I think all of those are very good points to make, but the idea, didn't we learn our lesson?- the thing that really jumps out to me about that is that I don't think most of the people who are involved in the Jojo Siwa discourse did learn that lesson because I don't think they were even alive yet when that happened. Or if they were, they weren't old enough to be on the internet. Cause I mean, this is something that happened like 17 or 18 years ago, maybe more. And a lot of the people who are, especially on TikTok, who are making videos criticizing Jojo Siwa are teenagers or at the very least they're like young twenty somethings. Some of them are a little older. I do see some like sort of queer elders saying let's make this a teaching moment. But those ones are not as mean most of the time. They can be a little exasperated and perhaps rightly so. But also, I really don't think people did, like they weren't around to learn these lessons.

And then that ties in the third one, which is like, yeah, it probably is true. You know, if a teenager nowadays doesn't know how to, you know, address an envelope or write a check or use a can opener or any number of other things, there's a level on the surface of that where that's kind of funny. But to me, it really doesn't read as an indictment of the young people. It reads as an indictment of the people who was, whose job it was to teach them those things, because nobody's born knowing how to address an envelope or use a can opener. These are skills that you have to either figure out on your own or someone has to teach you. 

I actually remember being in like fourth grade. And I went to daycare after school and I remember, one day, one of the teachers at the daycare brought in a bunch of like check, her checkbook with like the numbers at the bottom cut off and just had us all practice how to write a check. And that's the only reason that I know how to do that is because someone decided that it, you know, someone in a position of authority over me, a position of mentorship over me decided, “I'm going to teach these kids this life skill now.” Otherwise I wouldn't, I mean, maybe I'd have learned it some other way, but other than that, that's the only reason I know. So if these kids don't know stuff, it's not really their fault, you know?

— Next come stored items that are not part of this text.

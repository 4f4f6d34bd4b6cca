// crates/parksense-authority/src/http/tests.rs
// ============================================================================
// Module: HTTP Authority Config Tests
// Description: Unit tests for authority configuration validation.
// Purpose: Ensure limits and URL policy fail closed.
// Dependencies: parksense-authority
// ============================================================================

//! ## Overview
//! Validates endpoint resolution and the bounds enforced on timeouts, response
//! size, and base URLs.

// ============================================================================
// SECTION: Lint Configuration
// ============================================================================

#![allow(
    clippy::unwrap_used,
    clippy::expect_used,
    clippy::panic,
    reason = "Test-only assertions use unwrap/expect for clarity."
)]

// ============================================================================
// SECTION: Imports
// ============================================================================

use super::AuthorityBuildError;
use super::HttpAuthorityConfig;
use super::MAX_RESPONSE_BYTES_LIMIT;
use super::MAX_TIMEOUT_MS;
use super::MIN_TIMEOUT_MS;
use super::ReleaseRequest;

/// Asserts that `config` fails validation.
fn assert_invalid(config: &HttpAuthorityConfig) {
    assert!(matches!(config.validate(), Err(AuthorityBuildError::InvalidConfig(_))));
}

// ============================================================================
// SECTION: Tests
// ============================================================================

#[test]
fn default_config_targets_production_endpoint() {
    let endpoint = HttpAuthorityConfig::default().endpoint().unwrap();
    assert_eq!(
        endpoint.as_str(),
        "https://parksense-backend-production-cc04.up.railway.app/api/release-slot"
    );
}

#[test]
fn release_path_replaces_base_path() {
    let config = HttpAuthorityConfig {
        base_url: "https://parking.example/v2/".to_string(),
        ..HttpAuthorityConfig::default()
    };
    assert_eq!(config.endpoint().unwrap().as_str(), "https://parking.example/api/release-slot");
}

#[test]
fn timeout_bounds_are_inclusive() {
    for timeout_ms in [MIN_TIMEOUT_MS, MAX_TIMEOUT_MS] {
        let config = HttpAuthorityConfig {
            timeout_ms,
            ..HttpAuthorityConfig::default()
        };
        assert!(config.validate().is_ok(), "timeout {timeout_ms}");
    }
    for timeout_ms in [0, MIN_TIMEOUT_MS - 1, MAX_TIMEOUT_MS + 1] {
        assert_invalid(&HttpAuthorityConfig {
            timeout_ms,
            ..HttpAuthorityConfig::default()
        });
    }
}

#[test]
fn response_size_bounds() {
    assert_invalid(&HttpAuthorityConfig {
        max_response_bytes: 0,
        ..HttpAuthorityConfig::default()
    });
    assert_invalid(&HttpAuthorityConfig {
        max_response_bytes: MAX_RESPONSE_BYTES_LIMIT + 1,
        ..HttpAuthorityConfig::default()
    });
    let config = HttpAuthorityConfig {
        max_response_bytes: MAX_RESPONSE_BYTES_LIMIT,
        ..HttpAuthorityConfig::default()
    };
    assert!(config.validate().is_ok());
}

#[test]
fn cleartext_requires_opt_in() {
    let mut config = HttpAuthorityConfig {
        base_url: "http://127.0.0.1:8080".to_string(),
        ..HttpAuthorityConfig::default()
    };
    assert_invalid(&config);
    config.allow_http = true;
    assert!(config.validate().is_ok());
}

#[test]
fn rejects_unusable_base_urls() {
    for base_url in ["", "not a url", "ftp://parking.example", "https://user:pw@parking.example"] {
        assert_invalid(&HttpAuthorityConfig {
            base_url: base_url.to_string(),
            ..HttpAuthorityConfig::default()
        });
    }
}

#[test]
fn rejects_relative_release_path_and_blank_agent() {
    assert_invalid(&HttpAuthorityConfig {
        release_path: "api/release-slot".to_string(),
        ..HttpAuthorityConfig::default()
    });
    assert_invalid(&HttpAuthorityConfig {
        user_agent: "  ".to_string(),
        ..HttpAuthorityConfig::default()
    });
}

#[test]
fn request_body_uses_slot_number_field() {
    let body = serde_json::to_string(&ReleaseRequest {
        slot_number: "B3",
    })
    .unwrap();
    assert_eq!(body, r#"{"slotNumber":"B3"}"#);
}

RACHEL ZUCKER: Yeah. Yeah. Okay. So I have so much to say. First of all, I love that you brought these videos to me. For so many reasons, it hits on so many of the things that I want to talk about with you on this podcast and just in general. Also, thank you for sending me to TikTok videos because I had the experience of downloading TikTok for the first time. [Laughs].

That's how old I am. That's how involved with TikTok I am. So that was, I didn't get it on my first try, but I did, I did finally figure it out. You know, so I love this, these questions, this topic. Here's a few things that I hear in here: Why do we like what we like and how does that, in terms of media in particular, how much of what we like has to do with our ability to identify with the characters? Overlappingly, where does the likeability of a character fall into this question of popular media? 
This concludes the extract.